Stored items
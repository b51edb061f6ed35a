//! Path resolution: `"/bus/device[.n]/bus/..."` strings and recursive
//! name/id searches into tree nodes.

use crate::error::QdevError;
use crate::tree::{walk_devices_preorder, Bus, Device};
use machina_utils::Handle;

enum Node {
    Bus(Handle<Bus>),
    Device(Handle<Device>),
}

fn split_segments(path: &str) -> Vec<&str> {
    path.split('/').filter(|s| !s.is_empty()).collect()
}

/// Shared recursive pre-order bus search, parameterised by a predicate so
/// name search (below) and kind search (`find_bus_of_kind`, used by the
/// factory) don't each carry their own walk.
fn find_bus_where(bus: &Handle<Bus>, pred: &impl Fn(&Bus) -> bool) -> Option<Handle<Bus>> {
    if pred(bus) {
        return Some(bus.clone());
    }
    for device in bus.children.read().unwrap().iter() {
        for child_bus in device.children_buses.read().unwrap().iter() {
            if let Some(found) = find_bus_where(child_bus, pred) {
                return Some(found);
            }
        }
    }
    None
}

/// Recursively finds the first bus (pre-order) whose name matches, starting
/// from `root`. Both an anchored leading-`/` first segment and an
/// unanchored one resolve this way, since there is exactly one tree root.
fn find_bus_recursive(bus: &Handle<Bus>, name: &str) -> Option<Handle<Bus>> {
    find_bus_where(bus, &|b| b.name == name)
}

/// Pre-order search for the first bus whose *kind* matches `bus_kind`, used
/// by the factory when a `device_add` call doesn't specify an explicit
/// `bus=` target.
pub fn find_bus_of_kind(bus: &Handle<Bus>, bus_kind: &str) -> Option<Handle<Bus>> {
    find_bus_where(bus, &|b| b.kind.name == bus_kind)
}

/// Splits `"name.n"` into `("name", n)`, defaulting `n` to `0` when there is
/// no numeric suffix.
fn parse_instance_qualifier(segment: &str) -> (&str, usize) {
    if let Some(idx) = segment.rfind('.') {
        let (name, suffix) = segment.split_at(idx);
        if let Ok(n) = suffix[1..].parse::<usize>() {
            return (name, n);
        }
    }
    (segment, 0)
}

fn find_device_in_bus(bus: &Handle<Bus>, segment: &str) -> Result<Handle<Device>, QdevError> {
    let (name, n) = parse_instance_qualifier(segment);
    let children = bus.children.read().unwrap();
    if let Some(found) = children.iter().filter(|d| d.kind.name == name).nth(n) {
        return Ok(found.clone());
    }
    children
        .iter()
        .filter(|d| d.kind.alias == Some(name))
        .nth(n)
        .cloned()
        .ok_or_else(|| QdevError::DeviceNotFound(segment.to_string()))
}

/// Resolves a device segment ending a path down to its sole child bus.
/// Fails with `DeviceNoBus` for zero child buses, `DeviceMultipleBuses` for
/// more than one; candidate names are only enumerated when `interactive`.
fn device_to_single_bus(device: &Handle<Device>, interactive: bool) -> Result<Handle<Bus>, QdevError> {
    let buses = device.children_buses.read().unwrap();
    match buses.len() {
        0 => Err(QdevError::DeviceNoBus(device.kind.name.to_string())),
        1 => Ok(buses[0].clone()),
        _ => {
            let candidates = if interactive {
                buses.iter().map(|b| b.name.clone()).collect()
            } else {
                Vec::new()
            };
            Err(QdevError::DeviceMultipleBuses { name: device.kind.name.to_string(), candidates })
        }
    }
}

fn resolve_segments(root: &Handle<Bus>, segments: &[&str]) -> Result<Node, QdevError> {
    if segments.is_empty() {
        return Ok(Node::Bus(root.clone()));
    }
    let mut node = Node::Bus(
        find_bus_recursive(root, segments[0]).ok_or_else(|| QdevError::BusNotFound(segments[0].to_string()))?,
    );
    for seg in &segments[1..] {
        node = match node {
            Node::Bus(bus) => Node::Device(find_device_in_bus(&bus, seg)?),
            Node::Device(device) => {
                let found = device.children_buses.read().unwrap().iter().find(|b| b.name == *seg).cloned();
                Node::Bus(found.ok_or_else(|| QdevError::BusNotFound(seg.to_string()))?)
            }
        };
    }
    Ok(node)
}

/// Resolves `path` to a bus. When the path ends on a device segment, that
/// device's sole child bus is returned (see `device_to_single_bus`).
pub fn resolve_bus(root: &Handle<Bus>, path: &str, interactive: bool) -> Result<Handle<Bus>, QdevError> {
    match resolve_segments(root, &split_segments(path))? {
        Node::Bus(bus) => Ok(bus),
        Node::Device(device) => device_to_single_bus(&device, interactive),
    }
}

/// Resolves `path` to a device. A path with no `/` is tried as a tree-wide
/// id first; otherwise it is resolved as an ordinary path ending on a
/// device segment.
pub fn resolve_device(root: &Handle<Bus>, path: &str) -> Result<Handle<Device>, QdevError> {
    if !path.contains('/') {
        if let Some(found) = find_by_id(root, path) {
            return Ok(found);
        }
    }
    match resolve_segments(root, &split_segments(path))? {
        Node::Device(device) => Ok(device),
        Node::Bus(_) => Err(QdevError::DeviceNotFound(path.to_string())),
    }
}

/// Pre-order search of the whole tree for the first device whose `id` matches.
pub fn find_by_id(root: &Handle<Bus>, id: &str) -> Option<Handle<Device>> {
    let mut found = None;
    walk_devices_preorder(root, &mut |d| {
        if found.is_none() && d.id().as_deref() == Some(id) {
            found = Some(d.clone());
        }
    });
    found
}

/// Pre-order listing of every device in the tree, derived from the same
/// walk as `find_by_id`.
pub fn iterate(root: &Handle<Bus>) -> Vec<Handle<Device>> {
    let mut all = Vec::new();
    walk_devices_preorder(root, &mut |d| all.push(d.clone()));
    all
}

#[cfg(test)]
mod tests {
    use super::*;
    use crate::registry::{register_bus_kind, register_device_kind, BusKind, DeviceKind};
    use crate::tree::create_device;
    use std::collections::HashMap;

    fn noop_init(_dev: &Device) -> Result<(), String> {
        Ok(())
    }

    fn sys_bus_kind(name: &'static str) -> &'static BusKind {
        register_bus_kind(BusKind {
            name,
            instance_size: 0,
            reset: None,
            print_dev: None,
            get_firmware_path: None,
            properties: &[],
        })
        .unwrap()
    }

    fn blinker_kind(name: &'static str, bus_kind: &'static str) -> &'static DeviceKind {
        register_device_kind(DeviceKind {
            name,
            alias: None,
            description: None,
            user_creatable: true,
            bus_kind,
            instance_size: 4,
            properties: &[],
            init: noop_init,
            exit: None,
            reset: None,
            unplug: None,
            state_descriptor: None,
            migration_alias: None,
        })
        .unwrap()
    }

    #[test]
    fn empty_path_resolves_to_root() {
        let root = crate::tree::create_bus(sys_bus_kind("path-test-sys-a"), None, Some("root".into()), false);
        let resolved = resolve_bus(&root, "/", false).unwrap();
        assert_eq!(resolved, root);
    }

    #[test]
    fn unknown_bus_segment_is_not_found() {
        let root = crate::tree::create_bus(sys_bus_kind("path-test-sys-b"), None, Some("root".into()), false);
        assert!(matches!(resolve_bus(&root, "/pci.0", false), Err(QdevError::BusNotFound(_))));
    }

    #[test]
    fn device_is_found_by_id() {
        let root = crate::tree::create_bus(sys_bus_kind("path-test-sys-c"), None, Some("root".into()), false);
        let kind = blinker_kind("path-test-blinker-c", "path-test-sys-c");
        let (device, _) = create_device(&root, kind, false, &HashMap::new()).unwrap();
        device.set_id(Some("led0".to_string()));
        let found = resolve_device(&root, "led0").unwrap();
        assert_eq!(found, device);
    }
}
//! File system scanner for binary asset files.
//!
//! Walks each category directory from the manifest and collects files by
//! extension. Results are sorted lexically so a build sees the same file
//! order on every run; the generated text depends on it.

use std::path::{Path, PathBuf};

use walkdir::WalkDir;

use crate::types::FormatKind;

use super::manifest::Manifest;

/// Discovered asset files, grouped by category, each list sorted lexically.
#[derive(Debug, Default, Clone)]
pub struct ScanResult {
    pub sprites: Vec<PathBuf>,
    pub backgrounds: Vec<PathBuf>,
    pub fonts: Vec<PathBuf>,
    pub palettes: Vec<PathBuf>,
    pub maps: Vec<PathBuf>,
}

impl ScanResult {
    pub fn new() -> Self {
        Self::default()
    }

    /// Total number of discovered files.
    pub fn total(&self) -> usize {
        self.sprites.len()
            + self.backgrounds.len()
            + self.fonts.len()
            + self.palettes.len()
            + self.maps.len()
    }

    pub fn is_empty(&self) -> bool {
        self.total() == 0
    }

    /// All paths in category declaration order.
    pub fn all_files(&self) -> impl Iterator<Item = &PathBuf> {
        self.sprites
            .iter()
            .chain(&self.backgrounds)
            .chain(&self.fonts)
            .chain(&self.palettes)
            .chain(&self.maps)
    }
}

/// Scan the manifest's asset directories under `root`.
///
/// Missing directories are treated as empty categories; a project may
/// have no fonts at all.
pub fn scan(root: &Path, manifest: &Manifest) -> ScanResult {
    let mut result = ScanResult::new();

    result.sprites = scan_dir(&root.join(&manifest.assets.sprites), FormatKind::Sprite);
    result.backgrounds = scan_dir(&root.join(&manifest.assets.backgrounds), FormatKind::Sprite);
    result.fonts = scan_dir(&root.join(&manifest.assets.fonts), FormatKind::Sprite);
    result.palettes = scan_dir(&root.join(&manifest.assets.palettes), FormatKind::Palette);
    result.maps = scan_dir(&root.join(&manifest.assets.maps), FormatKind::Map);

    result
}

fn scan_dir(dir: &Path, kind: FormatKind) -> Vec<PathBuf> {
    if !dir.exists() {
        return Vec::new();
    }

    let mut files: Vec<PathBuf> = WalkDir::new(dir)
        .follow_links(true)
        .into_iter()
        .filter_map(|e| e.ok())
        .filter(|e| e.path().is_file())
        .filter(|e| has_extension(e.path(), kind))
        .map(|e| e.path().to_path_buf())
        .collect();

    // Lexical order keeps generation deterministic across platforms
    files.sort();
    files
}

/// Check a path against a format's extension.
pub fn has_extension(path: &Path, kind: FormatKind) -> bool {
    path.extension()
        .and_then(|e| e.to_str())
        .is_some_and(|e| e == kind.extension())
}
---
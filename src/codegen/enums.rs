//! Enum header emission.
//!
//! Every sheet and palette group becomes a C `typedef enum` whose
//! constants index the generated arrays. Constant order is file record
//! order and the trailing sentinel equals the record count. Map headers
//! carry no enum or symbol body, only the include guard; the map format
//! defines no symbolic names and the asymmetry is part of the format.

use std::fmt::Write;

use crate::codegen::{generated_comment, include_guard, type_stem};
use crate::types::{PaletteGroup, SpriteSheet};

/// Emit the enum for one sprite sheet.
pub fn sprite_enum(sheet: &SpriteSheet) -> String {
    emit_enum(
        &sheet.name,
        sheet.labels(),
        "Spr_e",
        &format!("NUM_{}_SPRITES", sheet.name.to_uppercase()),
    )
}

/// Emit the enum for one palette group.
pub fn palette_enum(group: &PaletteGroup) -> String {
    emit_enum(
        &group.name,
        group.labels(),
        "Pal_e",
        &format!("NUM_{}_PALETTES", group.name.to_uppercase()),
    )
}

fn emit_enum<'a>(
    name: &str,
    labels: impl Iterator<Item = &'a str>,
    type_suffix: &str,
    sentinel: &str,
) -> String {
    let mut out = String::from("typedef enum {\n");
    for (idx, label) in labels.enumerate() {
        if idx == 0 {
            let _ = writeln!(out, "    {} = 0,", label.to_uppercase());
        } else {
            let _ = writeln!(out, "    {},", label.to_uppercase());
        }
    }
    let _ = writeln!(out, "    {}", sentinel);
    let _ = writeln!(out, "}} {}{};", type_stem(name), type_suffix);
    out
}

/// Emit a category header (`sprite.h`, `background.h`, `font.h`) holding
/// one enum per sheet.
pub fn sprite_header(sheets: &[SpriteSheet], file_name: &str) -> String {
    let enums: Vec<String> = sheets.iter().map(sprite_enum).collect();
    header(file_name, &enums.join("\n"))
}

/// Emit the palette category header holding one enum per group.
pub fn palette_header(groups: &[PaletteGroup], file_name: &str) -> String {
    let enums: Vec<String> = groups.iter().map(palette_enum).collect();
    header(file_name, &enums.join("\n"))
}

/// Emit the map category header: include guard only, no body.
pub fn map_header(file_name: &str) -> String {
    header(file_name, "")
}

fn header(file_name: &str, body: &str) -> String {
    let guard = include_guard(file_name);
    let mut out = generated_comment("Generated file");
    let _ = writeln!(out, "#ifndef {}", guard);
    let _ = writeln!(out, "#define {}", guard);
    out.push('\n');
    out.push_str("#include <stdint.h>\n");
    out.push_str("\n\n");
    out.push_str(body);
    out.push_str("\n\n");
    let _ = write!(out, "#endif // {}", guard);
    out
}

TASK OBJECTIVE
Going back to the entries above, set down exactly the lines that begin at the one with "labels: impl Iterator<Item" and end at the one with "only, no body.", both included, and nothing else.

EXERCISE ANSWER
    labels: impl Iterator<Item = &'a str>,
    type_suffix: &str,
    sentinel: &str,
) -> String {
    let mut out = String::from("typedef enum {\n");
    for (idx, label) in labels.enumerate() {
        if idx == 0 {
            let _ = writeln!(out, "    {} = 0,", label.to_uppercase());
        } else {
            let _ = writeln!(out, "    {},", label.to_uppercase());
        }
    }
    let _ = writeln!(out, "    {}", sentinel);
    let _ = writeln!(out, "}} {}{};", type_stem(name), type_suffix);
    out
}

/// Emit a category header (`sprite.h`, `background.h`, `font.h`) holding
/// one enum per sheet.
pub fn sprite_header(sheets: &[SpriteSheet], file_name: &str) -> String {
    let enums: Vec<String> = sheets.iter().map(sprite_enum).collect();
    header(file_name, &enums.join("\n"))
}

/// Emit the palette category header holding one enum per group.
pub fn palette_header(groups: &[PaletteGroup], file_name: &str) -> String {
    let enums: Vec<String> = groups.iter().map(palette_enum).collect();
    header(file_name, &enums.join("\n"))
}

/// Emit the map category header: include guard only, no body.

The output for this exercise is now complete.